WORK TO BE COMPLETED. If a line in the data holds the string "skipped", list it.

EXTRACTED MATERIAL.
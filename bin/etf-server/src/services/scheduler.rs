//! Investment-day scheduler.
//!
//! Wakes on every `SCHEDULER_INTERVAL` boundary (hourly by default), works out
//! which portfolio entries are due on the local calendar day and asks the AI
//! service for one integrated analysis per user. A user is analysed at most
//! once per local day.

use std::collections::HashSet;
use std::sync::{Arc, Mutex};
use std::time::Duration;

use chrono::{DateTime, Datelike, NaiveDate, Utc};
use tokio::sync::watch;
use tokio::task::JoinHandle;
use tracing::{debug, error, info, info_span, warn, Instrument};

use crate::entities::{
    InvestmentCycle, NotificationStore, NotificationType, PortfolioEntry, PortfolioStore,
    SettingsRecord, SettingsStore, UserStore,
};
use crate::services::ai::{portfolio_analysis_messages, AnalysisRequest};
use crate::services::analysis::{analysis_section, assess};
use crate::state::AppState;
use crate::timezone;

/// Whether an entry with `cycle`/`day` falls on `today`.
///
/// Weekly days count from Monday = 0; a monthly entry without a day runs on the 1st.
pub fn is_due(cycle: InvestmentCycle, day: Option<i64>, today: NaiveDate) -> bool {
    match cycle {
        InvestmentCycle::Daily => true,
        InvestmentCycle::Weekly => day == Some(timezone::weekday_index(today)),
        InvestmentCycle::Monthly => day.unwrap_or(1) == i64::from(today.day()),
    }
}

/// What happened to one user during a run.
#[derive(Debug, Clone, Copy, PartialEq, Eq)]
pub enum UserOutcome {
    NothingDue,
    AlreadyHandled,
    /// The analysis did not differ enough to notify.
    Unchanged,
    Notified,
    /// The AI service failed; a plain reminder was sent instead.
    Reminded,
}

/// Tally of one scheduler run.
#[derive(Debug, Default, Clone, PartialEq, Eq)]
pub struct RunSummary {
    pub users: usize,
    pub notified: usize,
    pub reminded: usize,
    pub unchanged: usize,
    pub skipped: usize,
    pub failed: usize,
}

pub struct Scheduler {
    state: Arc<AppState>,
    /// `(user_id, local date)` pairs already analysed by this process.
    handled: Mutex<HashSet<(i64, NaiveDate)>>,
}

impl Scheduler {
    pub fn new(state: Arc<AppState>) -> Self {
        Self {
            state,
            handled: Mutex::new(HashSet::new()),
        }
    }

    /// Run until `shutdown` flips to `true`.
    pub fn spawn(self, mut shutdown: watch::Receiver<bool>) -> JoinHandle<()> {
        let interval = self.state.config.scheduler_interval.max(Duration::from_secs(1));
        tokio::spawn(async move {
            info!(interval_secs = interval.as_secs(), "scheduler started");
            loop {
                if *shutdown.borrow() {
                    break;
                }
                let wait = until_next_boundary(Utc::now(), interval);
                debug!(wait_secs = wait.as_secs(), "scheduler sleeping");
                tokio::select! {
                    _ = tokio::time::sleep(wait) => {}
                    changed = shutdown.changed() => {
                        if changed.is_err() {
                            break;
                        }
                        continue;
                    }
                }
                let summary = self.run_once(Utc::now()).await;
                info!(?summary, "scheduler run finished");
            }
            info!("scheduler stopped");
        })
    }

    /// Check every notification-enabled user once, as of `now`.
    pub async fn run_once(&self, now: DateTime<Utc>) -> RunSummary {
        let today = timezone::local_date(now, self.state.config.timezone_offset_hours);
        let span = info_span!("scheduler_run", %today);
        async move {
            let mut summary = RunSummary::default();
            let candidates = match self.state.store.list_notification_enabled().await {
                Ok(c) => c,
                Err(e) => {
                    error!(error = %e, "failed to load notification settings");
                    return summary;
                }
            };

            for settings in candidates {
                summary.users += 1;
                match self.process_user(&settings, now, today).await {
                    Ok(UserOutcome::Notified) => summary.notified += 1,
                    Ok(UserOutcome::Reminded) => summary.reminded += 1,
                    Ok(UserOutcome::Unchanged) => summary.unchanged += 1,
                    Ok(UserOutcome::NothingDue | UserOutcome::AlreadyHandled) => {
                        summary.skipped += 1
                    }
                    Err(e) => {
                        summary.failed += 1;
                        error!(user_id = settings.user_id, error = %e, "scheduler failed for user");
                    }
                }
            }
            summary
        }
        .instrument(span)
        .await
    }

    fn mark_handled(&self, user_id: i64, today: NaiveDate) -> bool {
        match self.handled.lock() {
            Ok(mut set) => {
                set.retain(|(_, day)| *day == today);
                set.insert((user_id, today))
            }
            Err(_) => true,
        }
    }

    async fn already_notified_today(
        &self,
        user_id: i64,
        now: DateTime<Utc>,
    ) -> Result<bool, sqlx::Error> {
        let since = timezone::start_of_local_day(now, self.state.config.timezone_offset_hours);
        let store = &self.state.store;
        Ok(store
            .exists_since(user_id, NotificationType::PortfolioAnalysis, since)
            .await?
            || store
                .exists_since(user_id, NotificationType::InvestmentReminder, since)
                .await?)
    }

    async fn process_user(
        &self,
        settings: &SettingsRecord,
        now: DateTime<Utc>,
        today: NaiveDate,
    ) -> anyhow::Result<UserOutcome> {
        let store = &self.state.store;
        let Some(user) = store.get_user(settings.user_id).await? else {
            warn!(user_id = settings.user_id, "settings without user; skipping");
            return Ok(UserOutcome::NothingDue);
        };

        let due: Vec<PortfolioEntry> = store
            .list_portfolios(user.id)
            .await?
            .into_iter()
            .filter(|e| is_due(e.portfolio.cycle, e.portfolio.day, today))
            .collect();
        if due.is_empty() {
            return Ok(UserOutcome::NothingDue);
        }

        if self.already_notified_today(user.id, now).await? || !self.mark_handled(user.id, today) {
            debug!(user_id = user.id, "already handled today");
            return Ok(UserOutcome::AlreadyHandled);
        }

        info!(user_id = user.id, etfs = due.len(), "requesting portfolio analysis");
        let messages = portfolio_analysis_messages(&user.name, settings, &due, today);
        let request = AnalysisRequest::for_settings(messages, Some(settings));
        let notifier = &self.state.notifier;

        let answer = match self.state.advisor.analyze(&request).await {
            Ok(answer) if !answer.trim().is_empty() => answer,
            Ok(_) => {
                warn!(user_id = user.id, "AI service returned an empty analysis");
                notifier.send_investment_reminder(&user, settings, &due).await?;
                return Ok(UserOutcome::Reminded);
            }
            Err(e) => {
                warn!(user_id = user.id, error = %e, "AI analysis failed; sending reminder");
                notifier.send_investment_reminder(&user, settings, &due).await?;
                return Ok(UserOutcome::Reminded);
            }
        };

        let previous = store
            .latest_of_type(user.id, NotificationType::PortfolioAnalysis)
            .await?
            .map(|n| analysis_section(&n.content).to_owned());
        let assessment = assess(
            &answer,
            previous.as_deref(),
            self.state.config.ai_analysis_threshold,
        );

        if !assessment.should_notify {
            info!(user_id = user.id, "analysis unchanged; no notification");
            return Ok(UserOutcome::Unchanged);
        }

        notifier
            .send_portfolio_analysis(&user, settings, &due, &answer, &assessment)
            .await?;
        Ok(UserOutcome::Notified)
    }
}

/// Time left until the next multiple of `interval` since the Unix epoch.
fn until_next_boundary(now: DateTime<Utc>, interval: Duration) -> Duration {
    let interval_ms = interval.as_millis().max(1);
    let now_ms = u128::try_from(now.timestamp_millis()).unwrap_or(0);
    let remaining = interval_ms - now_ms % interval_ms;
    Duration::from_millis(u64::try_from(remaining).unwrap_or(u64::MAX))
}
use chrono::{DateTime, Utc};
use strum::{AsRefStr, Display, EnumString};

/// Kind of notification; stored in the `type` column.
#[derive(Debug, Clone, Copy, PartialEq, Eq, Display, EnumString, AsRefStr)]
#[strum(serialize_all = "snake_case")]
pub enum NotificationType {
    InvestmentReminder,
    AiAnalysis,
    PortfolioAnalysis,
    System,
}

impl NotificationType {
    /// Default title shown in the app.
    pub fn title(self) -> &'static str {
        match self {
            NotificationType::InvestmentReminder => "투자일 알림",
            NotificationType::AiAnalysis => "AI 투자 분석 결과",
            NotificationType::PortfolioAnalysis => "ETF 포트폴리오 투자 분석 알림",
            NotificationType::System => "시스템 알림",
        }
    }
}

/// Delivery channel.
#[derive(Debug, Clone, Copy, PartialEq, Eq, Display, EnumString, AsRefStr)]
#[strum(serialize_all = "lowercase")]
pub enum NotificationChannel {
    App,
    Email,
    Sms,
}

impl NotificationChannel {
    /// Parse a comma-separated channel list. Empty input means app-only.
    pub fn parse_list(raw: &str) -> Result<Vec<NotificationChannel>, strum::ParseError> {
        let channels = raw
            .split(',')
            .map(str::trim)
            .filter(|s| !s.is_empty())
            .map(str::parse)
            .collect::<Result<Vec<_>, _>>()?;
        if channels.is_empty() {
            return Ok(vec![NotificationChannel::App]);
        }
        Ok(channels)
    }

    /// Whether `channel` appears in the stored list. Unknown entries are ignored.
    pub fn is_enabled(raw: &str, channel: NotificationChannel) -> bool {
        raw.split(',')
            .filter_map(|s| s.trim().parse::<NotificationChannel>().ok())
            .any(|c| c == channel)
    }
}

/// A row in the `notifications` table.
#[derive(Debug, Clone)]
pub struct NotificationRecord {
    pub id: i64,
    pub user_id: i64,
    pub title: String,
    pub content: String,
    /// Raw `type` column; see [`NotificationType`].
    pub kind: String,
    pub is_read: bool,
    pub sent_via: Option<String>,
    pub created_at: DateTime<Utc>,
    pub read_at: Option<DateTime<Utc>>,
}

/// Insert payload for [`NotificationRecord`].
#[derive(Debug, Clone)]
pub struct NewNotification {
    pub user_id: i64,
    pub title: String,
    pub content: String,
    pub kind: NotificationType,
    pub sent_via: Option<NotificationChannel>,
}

RESPONSE TO THIS EXERCISE.
    pub skipped: usize,
                        summary.skipped += 1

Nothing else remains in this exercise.